「俺の理性が飛ぶか飛ばないかは、先輩の言動にかかってるんで。ほんと頼んます」


……人任せってどうなの。自分で制御しないさいよ。


ほんと、この猛獣の思考はどうなってるの。なんでそんなこと言えちゃうの。


信じられなくて、じいっと見つめると、眉を寄せられた。


「だから、はあ……なんでそんな可愛いんすか」


かっとまた頬が熱くなるのを感じ、


「知らないわよ!」


慌てて歩き出す私の顔はきっと真っ赤だ。ついてきた虎鉄のほうはどうだか、見ることさえできないけれど。


「なんでとか訊かれても困るっ!」

「俺が訊いてんのは見た目だけじゃなくて言動が主なんすけど……」


やっぱ無意識かよ。ぽつりと零した虎鉄のそれは、困ったとか、参ったとか、そんな感じの声音だった。

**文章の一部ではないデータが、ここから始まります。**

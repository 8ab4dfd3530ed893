use anyhow::{Context, Result};
use k8s_openapi::api::core::v1::{ConfigMap, Secret};
use kube::Api;
use std::sync::Arc;
use tokio::signal;
use tracing::{info, warn};
use tracing_subscriber::EnvFilter;

use control::apis::status::KubeReporter;
use control::apis::watchers;
use control::config::ControllerConfig;
use control::controller::Controller;
use control::proxy::manager::LocalManager;
use control::proxy::renderer::{JsonRenderer, Renderer};
use control::reconcile::cache::ResourceKey;
use control::reconcile::configurator::Configurator;
use control::reconcile::params::ConfigParams;
use control::reconcile::reporter::{LogReporter, Reporter};
use control::reconcile::secrets::{
    validate_tls_secret, DEFAULT_SERVER_SECRET_NAME, WILDCARD_SECRET_NAME,
};
use control::reconcile::task_queue::TaskQueue;

#[global_allocator]
static GLOBAL: tikv_jemallocator::Jemalloc = tikv_jemallocator::Jemalloc;

/// Read and validate a TLS secret the proxy cannot start without
async fn read_special_secret(client: &kube::Client, key: &ResourceKey) -> Result<Secret> {
    let api: Api<Secret> = Api::namespaced(client.clone(), &key.namespace);
    let secret = api
        .get(&key.name)
        .await
        .with_context(|| format!("Error trying to get the secret {}", key))?;
    validate_tls_secret(&secret).with_context(|| format!("Secret {} is invalid", key))?;
    Ok(secret)
}

async fn initial_params(client: &kube::Client, config: &ControllerConfig) -> Result<ConfigParams> {
    let Some(key) = config.config_map_key() else {
        return Ok(ConfigParams::default());
    };
    let api: Api<ConfigMap> = Api::namespaced(client.clone(), &key.namespace);
    match api
        .get_opt(&key.name)
        .await
        .with_context(|| format!("Error when getting {}", key))?
    {
        Some(cm) => Ok(ConfigParams::from_config_map(&cm, config.nginx_plus)),
        None => {
            warn!("ConfigMap {} not found, using the defaults", key);
            Ok(ConfigParams::default())
        }
    }
}

#[tokio::main]
async fn main() -> Result<()> {
    // Initialize rustls crypto provider (needed for Kubernetes TLS client)
    rustls::crypto::ring::default_provider()
        .install_default()
        .ok();

    tracing_subscriber::fmt()
        .with_env_filter(EnvFilter::try_from_default_env().unwrap_or_else(|_| EnvFilter::new("info")))
        .init();

    let config = ControllerConfig::from_env().context("Invalid configuration")?;
    info!(
        class = %config.ingress_class,
        plus = config.nginx_plus,
        namespace = config.watch_namespace.as_deref().unwrap_or("<all>"),
        "Starting ingress reconciler"
    );

    let client = kube::Client::try_default()
        .await
        .context("Failed to create Kubernetes client")?;

    let params = initial_params(&client, &config).await?;
    let mut renderer = JsonRenderer::new();
    renderer.update_main_template(params.main_template.as_deref())?;
    renderer.update_ingress_template(params.ingress_template.as_deref())?;

    let plus_api_url = (config.nginx_plus && !config.proxy.plus_api_url.is_empty())
        .then(|| config.proxy.plus_api_url.clone());
    let manager = LocalManager::new(
        &config.proxy.conf_path,
        config.proxy.binary_path.clone(),
        config.proxy.config_version_url.clone(),
        plus_api_url,
        config.reload_timeout(),
    );
    let configurator = Configurator::new(
        Arc::new(manager),
        Box::new(renderer),
        params,
        config.static_params(),
        config.nginx_plus,
        config.wildcard_tls_secret_key().is_some(),
    );
    configurator
        .write_main_config()
        .await
        .context("Error when writing main config")?;

    // The proxy serves the default server from this secret: fail fast
    if let Some(key) = config.default_server_secret_key() {
        let secret = read_special_secret(&client, &key).await?;
        configurator
            .write_special_secret(&secret, &[DEFAULT_SERVER_SECRET_NAME])
            .await
            .with_context(|| format!("Error when writing the default server secret {}", key))?;
    } else {
        warn!("No default server secret configured");
    }
    if let Some(key) = config.wildcard_tls_secret_key() {
        let secret = read_special_secret(&client, &key).await?;
        configurator
            .write_special_secret(&secret, &[WILDCARD_SECRET_NAME])
            .await
            .with_context(|| format!("Error when writing the wildcard secret {}", key))?;
    }

    let queue = Arc::new(TaskQueue::new());
    let mut watchers = watchers::start(&client, &config, queue.clone());
    for (kind, watched) in watchers::watched_kinds(&config) {
        info!(kind, watched, "Resource cache");
    }
    if !watchers.wait_until_ready().await {
        anyhow::bail!("A watcher stopped before its initial sync");
    }
    info!(pending = queue.len(), "Caches synced");

    let reporter: Arc<dyn Reporter> = if config.status.report_ingress_status {
        Arc::new(KubeReporter::new(
            client.clone(),
            &config.controller_name,
            config.status.pod_name.clone(),
        ))
    } else {
        Arc::new(LogReporter)
    };

    let mut controller = Controller::new(
        watchers.stores.clone(),
        queue.clone(),
        configurator,
        reporter,
        config,
    );
    let worker_queue = queue.clone();
    let worker = tokio::spawn(async move {
        worker_queue.run(&mut controller).await;
    });

    info!("Press Ctrl-C to exit.");
    signal::ctrl_c().await?;
    info!("Shutdown signal received");

    // Lets the in-flight task finish
    queue.shutdown().await;
    watchers.abort();
    worker.await?;

    Ok(())
}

でも聞き流した。ものすごい速さで頭の隅に追いやった。


困ってるのも、参ってるのも、なんでと訊きたいのも私のほうなんだから。


虎鉄の言動で調子が狂う私は、虎鉄に振り回されて余裕がなくなっているって、自覚してしまった。


本当に冗談じゃない。


私ミスオリガクなのに。今月すでに5人の男子にアプローチされたのに。小さく載せてくれるならって約束まで破られて、フェアリー系女子なんて書かれたのに。


そんなのちっとも関係ないくらい。私って恋する気持ちを知っている、ただの女の子なんだ。